President-elect Donald Trump has tapped Rep. Ryan Zinke (R-Mont.) to become the next interior secretary.
If the Senate approves his nomination, Zinke, an early Trump supporter and former Navy SEAL commander, will oversee the National Park System, and drilling and mining on public lands. The announcement came two days after Rep. Cathy McMorris Rodgers (R-Wash.), who emerged last week as the top contender to lead the Department of the Interior, conceded in a post on Facebook that she didn’t get the job, saying it was an “honor” to have been considered by Trump.
“America is the most beautiful country in the world and he is going to help keep it that way with smart management of our federal lands,” Trump said in an announcement on Thursday morning. “At the same time, my administration’s goal is to repeal bad regulations and use our natural resources to create jobs and wealth for the American people, and Ryan will explore every possibility for how we can safely and responsibly do that.”
Slashing environmental regulations appears to be a top priority of the next administration, as Trump fleshes out his proposed Cabinet with climate science deniers and those who have alarmingly deep ties to the coal, oil and gas industries. Zinke has acknowledged that the climate is changing, but appears to have become bullish on fossil fuels in recent years.
“I think, without question, the climate is changing,” Zinke said in a four-minute audio recording of a 2015 interview with a local Montana newspaper. “It has always changed, but it is changing. If you go up to Glacier Park and have your lunch on one of the glaciers, you will see the glacier recede while you eat lunch. I have seen the change in my lifetime.”
But Zinke quickly veered into industry talking points, insisting he supports an “all-of-the-above” energy policy that includes coal mined in his state.
“Something’s going on,” he said. “I think you need to be prudent. It doesn’t mean I think you need to be destructive on fossil fuels. But I think you need to be prudent.”

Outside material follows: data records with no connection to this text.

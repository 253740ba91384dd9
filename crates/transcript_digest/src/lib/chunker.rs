//! # Transcript chunking
//!
//! Splits a transcript into ordered chunks that each fit a provider's token
//! budget. Splitting is hierarchical: timestamp segments first, then sentences
//! for segments that are too large on their own, then words for sentences that
//! are still too large. A single word larger than the budget becomes its own
//! oversized chunk.

use std::sync::LazyLock;

use regex::Regex;

use crate::tokens::estimate_tokens;

/// Inline timestamp markers such as `[12:34]`, including trailing whitespace
static TIMESTAMP_RE: LazyLock<Regex> =
    LazyLock::new(|| Regex::new(r"\[\d+:\d+\]\s*").unwrap());

/// A run of text ending in sentence punctuation, or trailing text without any
static SENTENCE_RE: LazyLock<Regex> =
    LazyLock::new(|| Regex::new(r"[^.!?]*[.!?]+|[^.!?]+").unwrap());

#[derive(Debug, Clone, Copy, PartialEq, Eq)]
enum Tier {
    Segment,
    Sentence,
    Word,
}

impl Tier {
    fn finer(self) -> Option<Tier> {
        match self {
            Tier::Segment => Some(Tier::Sentence),
            Tier::Sentence => Some(Tier::Word),
            Tier::Word => None,
        }
    }

    fn split(self, text: &str) -> Vec<&str> {
        match self {
            Tier::Segment => TIMESTAMP_RE
                .split(text)
                .filter(|segment| !segment.trim().is_empty())
                .collect(),
            Tier::Sentence => SENTENCE_RE.find_iter(text).map(|m| m.as_str()).collect(),
            Tier::Word => text.split_whitespace().collect(),
        }
    }

    /// Words are re-joined with a trailing space, which counts against the budget
    fn estimate(self, unit: &str) -> usize {
        match self {
            Tier::Word => estimate_tokens(&format!("{unit} ")),
            _ => estimate_tokens(unit),
        }
    }
}

struct ChunkAccumulator {
    max_tokens: usize,
    chunks: Vec<String>,
    current: String,
    current_tokens: usize,
}

impl ChunkAccumulator {
    fn new(max_tokens: usize) -> Self {
        Self {
            max_tokens,
            chunks: Vec::new(),
            current: String::new(),
            current_tokens: 0,
        }
    }

    fn push(&mut self, tier: Tier, unit: &str, tokens: usize) {
        if self.current_tokens + tokens > self.max_tokens {
            self.flush();
        }

        self.current.push_str(unit);
        if tier == Tier::Word {
            self.current.push(' ');
        }
        self.current_tokens += tokens;
    }

    fn flush(&mut self) {
        let trimmed = self.current.trim();
        if !trimmed.is_empty() {
            self.chunks.push(trimmed.to_string());
        }
        self.current.clear();
        self.current_tokens = 0;
    }

    fn finish(mut self) -> Vec<String> {
        self.flush();
        self.chunks
    }
}

/// Splits `text` into chunks whose estimated token count stays within `max_tokens`.
///
/// Timestamp markers are dropped and chunk edges are trimmed; otherwise the
/// chunks reproduce the transcript's content in order. The result depends only
/// on the inputs.
#[tracing::instrument(skip(text), fields(text_len = text.len()))]
pub fn split_into_chunks(text: &str, max_tokens: usize) -> Vec<String> {
    let mut acc = ChunkAccumulator::new(max_tokens);

    // kept in reverse so that popping yields units in transcript order
    let mut pending: Vec<(Tier, &str)> = Tier::Segment
        .split(text)
        .into_iter()
        .rev()
        .map(|segment| (Tier::Segment, segment))
        .collect();

    while let Some((tier, unit)) = pending.pop() {
        let tokens = tier.estimate(unit);

        match tier.finer() {
            Some(finer) if tokens > max_tokens => {
                pending.extend(finer.split(unit).into_iter().rev().map(|u| (finer, u)));
            }
            _ => acc.push(tier, unit, tokens),
        }
    }

    let chunks = acc.finish();
    tracing::debug!(count = chunks.len(), "Split transcript into chunks");
    chunks
}
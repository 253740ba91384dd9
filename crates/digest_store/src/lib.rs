//! # DataStore Module
//!
//! Persistence for the collaborators that sit around the summarization core:
//! the per-user credit ledger, the per-video summary cache and the request log.
//!
//! The module uses sqlx for database operations and exposes the [`DataStore`]
//! trait so the request processor can be exercised against in-memory mocks.

mod datastore;
mod domain;

pub use datastore::postgres::PgDataStore;
pub use datastore::DataStore;
pub use domain::{
    CachedSummary, InsufficientCredits, RequestLog, RequestStatus, UsageTransaction,
};
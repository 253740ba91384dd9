use std::future::Future;

use itertools::Itertools;

use crate::error::ProviderError;

const SUMMARIZE_ONE_PROMPT: &str = include_str!("./prompts/summarize_one.txt");
const SUMMARIZE_PART_PROMPT: &str = include_str!("./prompts/summarize_part.txt");
const REDUCE_PROMPT: &str = include_str!("./prompts/reduce.txt");

/// Model and token ceilings a single backend is driven with
#[derive(Debug, Clone, PartialEq, Eq)]
pub struct ProviderBudget {
    pub model: String,
    /// Largest estimated token count accepted as input for one call
    pub max_input_tokens: usize,
    pub max_output_tokens: u32,
}

impl ProviderBudget {
    pub fn new(model: impl Into<String>, max_input_tokens: usize, max_output_tokens: u32) -> Self {
        Self {
            model: model.into(),
            max_input_tokens,
            max_output_tokens,
        }
    }
}

/// A summarization backend.
///
/// Implementors only issue raw completions; the summary, partial summary and
/// reduce requests are built on top of [`Summarizer::complete`] so every
/// backend sends the same instructions.
pub trait Summarizer {
    /// Roughly half of the backend's context window, leaving room for the
    /// prompt and the response
    const CONTEXT_WINDOW_LIMIT: usize;
    const SUMMARIZER_MODEL: &'static str;
    const MAX_OUTPUT_TOKENS: u32 = 4_000;

    fn budget(&self) -> &ProviderBudget;

    fn complete(
        &self,
        prompt: String,
    ) -> impl Future<Output = Result<String, ProviderError>> + Send;

    fn summarize_one(
        &self,
        text: &str,
    ) -> impl Future<Output = Result<String, ProviderError>> + Send {
        self.complete(SUMMARIZE_ONE_PROMPT.replace("{transcript}", text))
    }

    /// `part` is 1-based
    fn summarize_part(
        &self,
        text: &str,
        part: usize,
        total: usize,
    ) -> impl Future<Output = Result<String, ProviderError>> + Send {
        self.complete(part_prompt(text, part, total))
    }

    fn reduce(
        &self,
        partials: &[String],
    ) -> impl Future<Output = Result<String, ProviderError>> + Send {
        self.complete(reduce_prompt(partials))
    }
}

fn part_prompt(text: &str, part: usize, total: usize) -> String {
    SUMMARIZE_PART_PROMPT
        .replace("{part}", &part.to_string())
        .replace("{total}", &total.to_string())
        .replace("{transcript}", text)
}

fn reduce_prompt(partials: &[String]) -> String {
    let parts = partials
        .iter()
        .enumerate()
        .map(|(idx, summary)| format!("Part {}:\n{summary}", idx + 1))
        .join("\n\n");

    REDUCE_PROMPT
        .replace("{count}", &partials.len().to_string())
        .replace("{parts}", &parts)
}
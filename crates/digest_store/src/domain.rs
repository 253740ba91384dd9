use chrono::{DateTime, Utc};
use serde::Serialize;

/// A previously generated summary keyed by the external video id
#[derive(Debug, Clone, PartialEq, Eq, Serialize, sqlx::FromRow)]
pub struct CachedSummary {
    pub video_id: String,
    pub summary: String,
    pub provider: String,
    pub transcript_length: i64,
    pub created_at: DateTime<Utc>,
}

/// A single credit spent on a successful summarization
#[derive(Debug, Clone, PartialEq, Eq, Serialize)]
pub struct UsageTransaction {
    pub user_id: String,
    pub video_id: String,
    pub provider: String,
    pub transcript_length: i64,
    pub date: DateTime<Utc>,
}

impl UsageTransaction {
    pub const KIND: &str = "usage";
    pub const CREDITS: i64 = -1;
}

/// Returned by [`crate::DataStore::deduct_credit`] when the balance was spent
/// between the caller's check and the deduction
#[derive(Debug, Clone, PartialEq, Eq, thiserror::Error)]
#[error("User {user_id} has no credits to deduct")]
pub struct InsufficientCredits {
    pub user_id: String,
}

#[derive(Debug, Clone, Copy, PartialEq, Eq, Serialize)]
#[serde(rename_all = "lowercase")]
pub enum RequestStatus {
    Completed,
    Error,
}

impl RequestStatus {
    pub fn as_str(&self) -> &'static str {
        match self {
            RequestStatus::Completed => "completed",
            RequestStatus::Error => "error",
        }
    }
}

/// Outcome of one summarization request, kept for auditing
#[derive(Debug, Clone, PartialEq, Eq, Serialize)]
pub struct RequestLog {
    pub user_id: String,
    pub video_id: Option<String>,
    pub transcript_length: i64,
    pub status: RequestStatus,
    pub cache_hit: bool,
    pub provider: Option<String>,
    pub error_kind: Option<String>,
    pub error_message: Option<String>,
    pub created_at: DateTime<Utc>,
}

In June, Zinke’s office published a press release meant to “blast” Interior Department regulations on coal, oil and gas extraction on federal and tribal lands.
Zinke said on his website that he “will not tolerate selling our public lands,” although he complained that federal red tape has “hurt Montana.”
“As inscribed in the stone archway of Yellowstone National Park in Gardiner, Montana, I shall faithfully uphold Teddy Roosevelt’s belief that our treasured public lands are ‘for the benefit and enjoyment of the people,’” Zinke said Thursday in a statement. “I will work tirelessly to ensure our public lands are managed and preserved in a way that benefits everyone for generations to come.”
Zinke, 55, described by The Washington Post as “a lifelong hunter and fisherman,” has consistently voted against environmentalists. He has a paltry 3 percent on the League of Conservation Voters’ scorecard. The Center for American Progress listed Zinke on its “anti-parks caucus,” a collection of lawmakers the group says jeopardize the future of nature preserves.
The Department of Interior controls 500 million acres of land ― or roughly 20 percent of the U.S. landmass. It oversees a lot of oil, gas and coal development, both onshore and offshore. The agency also manages the outer continental shelf, a point of tension between the fishing and tourism industries and offshore energy developers, particularly after the 2010 BP oil spill in the Gulf of Mexico. Earlier this year, President Barack Obama paused oil drilling off the Atlantic Coast and halted new coal leases on public lands ― moves Trump seems likely to overturn.
In 2008, Zinke called himself a “Teddy Roosevelt Republican” who viewed climate change as a national security risk, according to a 2014 letter to the editor published by a Montana climate consultant in a local newspaper.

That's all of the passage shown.